WHAT'S NEW: Barring some Joker-emulating fanboy's cackling sabotage of a few thousand projectors nationwide, this will likely be the week The Dark Knight slips out of first place behind The Mummy: Tomb of the Dragon Emperor. Make that "first place at the box office," that is — not necessarily in our hearts, where the roundly loathing critical reaction to Mummy doesn't have us too confident in its overall superiority. But that's August for you, and despite the Batmobile at its tattered heels, The Mummy's awfulness shouldn't keep about $52 million worth of American ticketbuyers away. Sorry about that. Or, if you're up for a counterprogramming schlep to Norwalk, Lionsgate's buried Clive Barker adaptation Midnight Meat Train finally opens in one theater. Again, welcome to August. It can only get better. Really.

THE BIG LOSER: In fairness, we're checking out Swing Vote this weekend, so we don't know for ourselves yet whether or not it's a joy to behold. But let's recap for second: Kevin Costner's latest is the story of an alcoholic single dad whose vote is discovered to hold the key to a presidential election. Its plot is essentially lifted from a 1939 John Barrymore film. It's over two hours long. Costner financed it himself, and best promoted it Wednesday night as Conan O'Brian's Chinese-restroom-tour sidekick. Kevin, we really are puling for you, but why are we not encouraged?


THE UNDERDOG: Speaking of counterprogramming, the small drama Frozen River is about as antisummer as its gets: A broke single mother (Melissa Leo) in frigid upstate New York, whose American dream consists of a new double-wide and a Christmas with actual presents under the tree, falls into an immigrant-smuggling ring with a young Native American woman (Misty Upham).
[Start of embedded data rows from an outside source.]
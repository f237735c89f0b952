//! Run configuration: generation inputs, provider credentials, and output
//! locations.
//!
//! Credentials are an explicit struct rather than ambient environment reads
//! scattered through the adapters. `main` builds one from the environment;
//! tests build one with literals. An absent key means the matching adapters
//! are skipped, never an error.

use std::env;
use std::fs;
use std::io;
use std::path::{Path, PathBuf};

/// Immutable inputs for one generation run.
#[derive(Debug, Clone)]
pub struct GenerationRequest {
    /// Article topic, also the source of the slug and the title fallback.
    pub topic: String,
    /// Visual style for the hero image ("fotográfico", "ilustración", ...).
    pub style: String,
    /// Accent color name from the placeholder palette.
    pub accent: String,
    /// Free-form key elements to work into the image prompt.
    pub details: String,
    /// Frontmatter category.
    pub category: Option<String>,
    /// How many hero candidates to request from the image adapters.
    pub image_count: usize,
}

impl GenerationRequest {
    pub fn new(topic: impl Into<String>) -> Self {
        Self {
            topic: topic.into(),
            style: "fotográfico".to_string(),
            accent: "azul".to_string(),
            details: String::new(),
            category: None,
            image_count: 1,
        }
    }

    /// Prompt sent to every image adapter for the hero illustration.
    pub fn hero_prompt(&self) -> String {
        let mut prompt = format!(
            "Genera una ilustración/fotografía digital para un artículo web sobre {}. \
             Estilo: {}, profesional, fondo limpio, composición para cabecera de blog. \
             Formato 16:9. Paleta con acento {}.",
            self.topic, self.style, self.accent
        );
        if !self.details.trim().is_empty() {
            prompt.push_str(&format!(" Elementos clave: {}.", self.details.trim()));
        }
        prompt
    }
}

/// API keys for the external providers. `None` disables the adapter.
#[derive(Debug, Clone, Default)]
pub struct Credentials {
    pub openai_api_key: Option<String>,
    pub gemini_api_key: Option<String>,
    pub kie_api_key: Option<String>,
}

impl Credentials {
    /// Read keys from the environment. Empty or whitespace-only values count
    /// as absent.
    pub fn from_env() -> Self {
        Self {
            openai_api_key: non_empty_env("OPENAI_API_KEY"),
            gemini_api_key: non_empty_env("GEMINI_API_KEY"),
            kie_api_key: non_empty_env("KIE_API_KEY"),
        }
    }

    /// No providers configured. Every run falls through to the local
    /// template and placeholder.
    pub fn none() -> Self {
        Self::default()
    }
}

fn non_empty_env(key: &str) -> Option<String> {
    match env::var(key) {
        Ok(value) => {
            let trimmed = value.trim();
            if trimmed.is_empty() {
                None
            } else {
                Some(trimmed.to_string())
            }
        }
        Err(_) => None,
    }
}

/// Where documents and images land on disk, and how images are referenced
/// from documents.
#[derive(Debug, Clone)]
pub struct OutputLayout {
    /// Directory for `<slug>.mdx` documents.
    pub content_dir: PathBuf,
    /// Base directory for per-slug image subdirectories.
    pub images_dir: PathBuf,
    /// Web path prefix that maps onto `images_dir`.
    pub web_prefix: String,
}

impl OutputLayout {
    pub fn new(content_dir: impl Into<PathBuf>, images_dir: impl Into<PathBuf>) -> Self {
        Self {
            content_dir: content_dir.into(),
            images_dir: images_dir.into(),
            web_prefix: "/images/blog".to_string(),
        }
    }

    pub fn article_path(&self, slug: &str) -> PathBuf {
        self.content_dir.join(format!("{slug}.mdx"))
    }

    pub fn image_dir(&self, slug: &str) -> PathBuf {
        self.images_dir.join(slug)
    }

    /// Web-relative reference for an image file under `image_dir(slug)`.
    pub fn web_image_path(&self, slug: &str, file_name: &str) -> String {
        format!("{}/{}/{}", self.web_prefix, slug, file_name)
    }

    /// Create both base directories.
    pub fn bootstrap(&self) -> io::Result<()> {
        fs::create_dir_all(&self.content_dir)?;
        fs::create_dir_all(&self.images_dir)?;
        Ok(())
    }
}

impl Default for OutputLayout {
    fn default() -> Self {
        Self::new(
            Path::new("content").join("blog"),
            Path::new("public").join("images").join("blog"),
        )
    }
}

#[cfg(test)]
mod tests {
    use super::*;

    #[test]
    fn hero_prompt_includes_topic_style_and_accent() {
        let mut request = GenerationRequest::new("domótica");
        request.style = "ilustración".to_string();
        request.accent = "verde".to_string();
        let prompt = request.hero_prompt();
        assert!(prompt.contains("domótica"));
        assert!(prompt.contains("ilustración"));
        assert!(prompt.contains("acento verde"));
        assert!(!prompt.contains("Elementos clave"));
    }

    #[test]
    fn hero_prompt_appends_details_when_present() {
        let mut request = GenerationRequest::new("domótica");
        request.details = "sensores, panel central".to_string();
        assert!(request
            .hero_prompt()
            .contains("Elementos clave: sensores, panel central."));
    }

    #[test]
    fn default_request_matches_cli_defaults() {
        let request = GenerationRequest::new("x");
        assert_eq!(request.style, "fotográfico");
        assert_eq!(request.accent, "azul");
        assert_eq!(request.image_count, 1);
        assert!(request.category.is_none());
    }

    #[test]
    fn layout_paths() {
        let layout = OutputLayout::new("content/blog", "public/images/blog");
        assert_eq!(
            layout.article_path("mi-slug"),
            PathBuf::from("content/blog/mi-slug.mdx")
        );
        assert_eq!(
            layout.image_dir("mi-slug"),
            PathBuf::from("public/images/blog/mi-slug")
        );
        assert_eq!(
            layout.web_image_path("mi-slug", "mi-slug-hero-001.avif"),
            "/images/blog/mi-slug/mi-slug-hero-001.avif"
        );
    }

    #[test]
    fn credentials_none_disables_everything() {
        let credentials = Credentials::none();
        assert!(credentials.openai_api_key.is_none());
        assert!(credentials.gemini_api_key.is_none());
        assert!(credentials.kie_api_key.is_none());
    }
}
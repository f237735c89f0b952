//! Collision-free image path allocation.
//!
//! Candidates are named `<slug>-<stem>-NNN` with a zero-padded sequence
//! starting at 1. A sequence number is free only when no file with that stem
//! exists under *any* accepted extension, so a `.png` candidate and its
//! later `.avif` normalization can never collide with a new allocation. The
//! caller appends the extension once the payload format is known.

use std::fs;
use std::io;
use std::path::{Path, PathBuf};

/// Extensions a provider payload may arrive in, plus the canonical one.
/// Collision probing checks all of them.
pub const ACCEPTED_EXTENSIONS: &[&str] = &["png", "jpg", "jpeg", "webp", "avif"];

/// Reserve the next free stem under `base_dir`, creating the directory if
/// needed. Returns the extension-less path `base_dir/<slug>-<stem>-NNN`.
///
/// The reservation only becomes durable once the caller writes a file at
/// the stem; two interleaved runs on the same slug can race. That matches
/// the single-run-per-slug usage this tool is built for.
pub fn unique_image_stem(base_dir: &Path, slug: &str, stem: &str) -> io::Result<PathBuf> {
    fs::create_dir_all(base_dir)?;
    let mut idx: u32 = 1;
    loop {
        let name = format!("{slug}-{stem}-{idx:03}");
        let candidate = base_dir.join(&name);
        let taken = ACCEPTED_EXTENSIONS
            .iter()
            .any(|ext| candidate.with_extension(ext).exists());
        if !taken {
            return Ok(candidate);
        }
        idx += 1;
    }
}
That's it — that simple, that stark, and quite strong. And don't hold its Sundance Grand Jury Prize against it; for every brooding indie convention into which it trips, Leo and Upham dig out with help from writer/director Courtney Hunt's elegant eye and gut-punch plot twists. It's not an August miracle or anything, but it's easily the best thing opening in town this weekend.

FOR SHUT-INS: New DVD releases include Martin Scorsese's Rolling Stones concert doc Shine a Light, the 25th anniversary rerelease of WarGames, and a three-way tie for Must-Have-Right-Now Box Set: The Hills: The Complete Third Season; Beverly Hills 90210: The Fifth Season; and Girlfriends: The Fourth Season. Don't rush off to buy them all at once — we have a feeling they'll be there for a while.

So are we worrying too much? Is The Mummy 3 ready for misunderstood masterpiece status? Or is that Swing Vote? Or will Heath Ledger surge back to make fools of us all? We're up for anything at this point in the season — fire away below, and help us count down the days until Pineapple Express.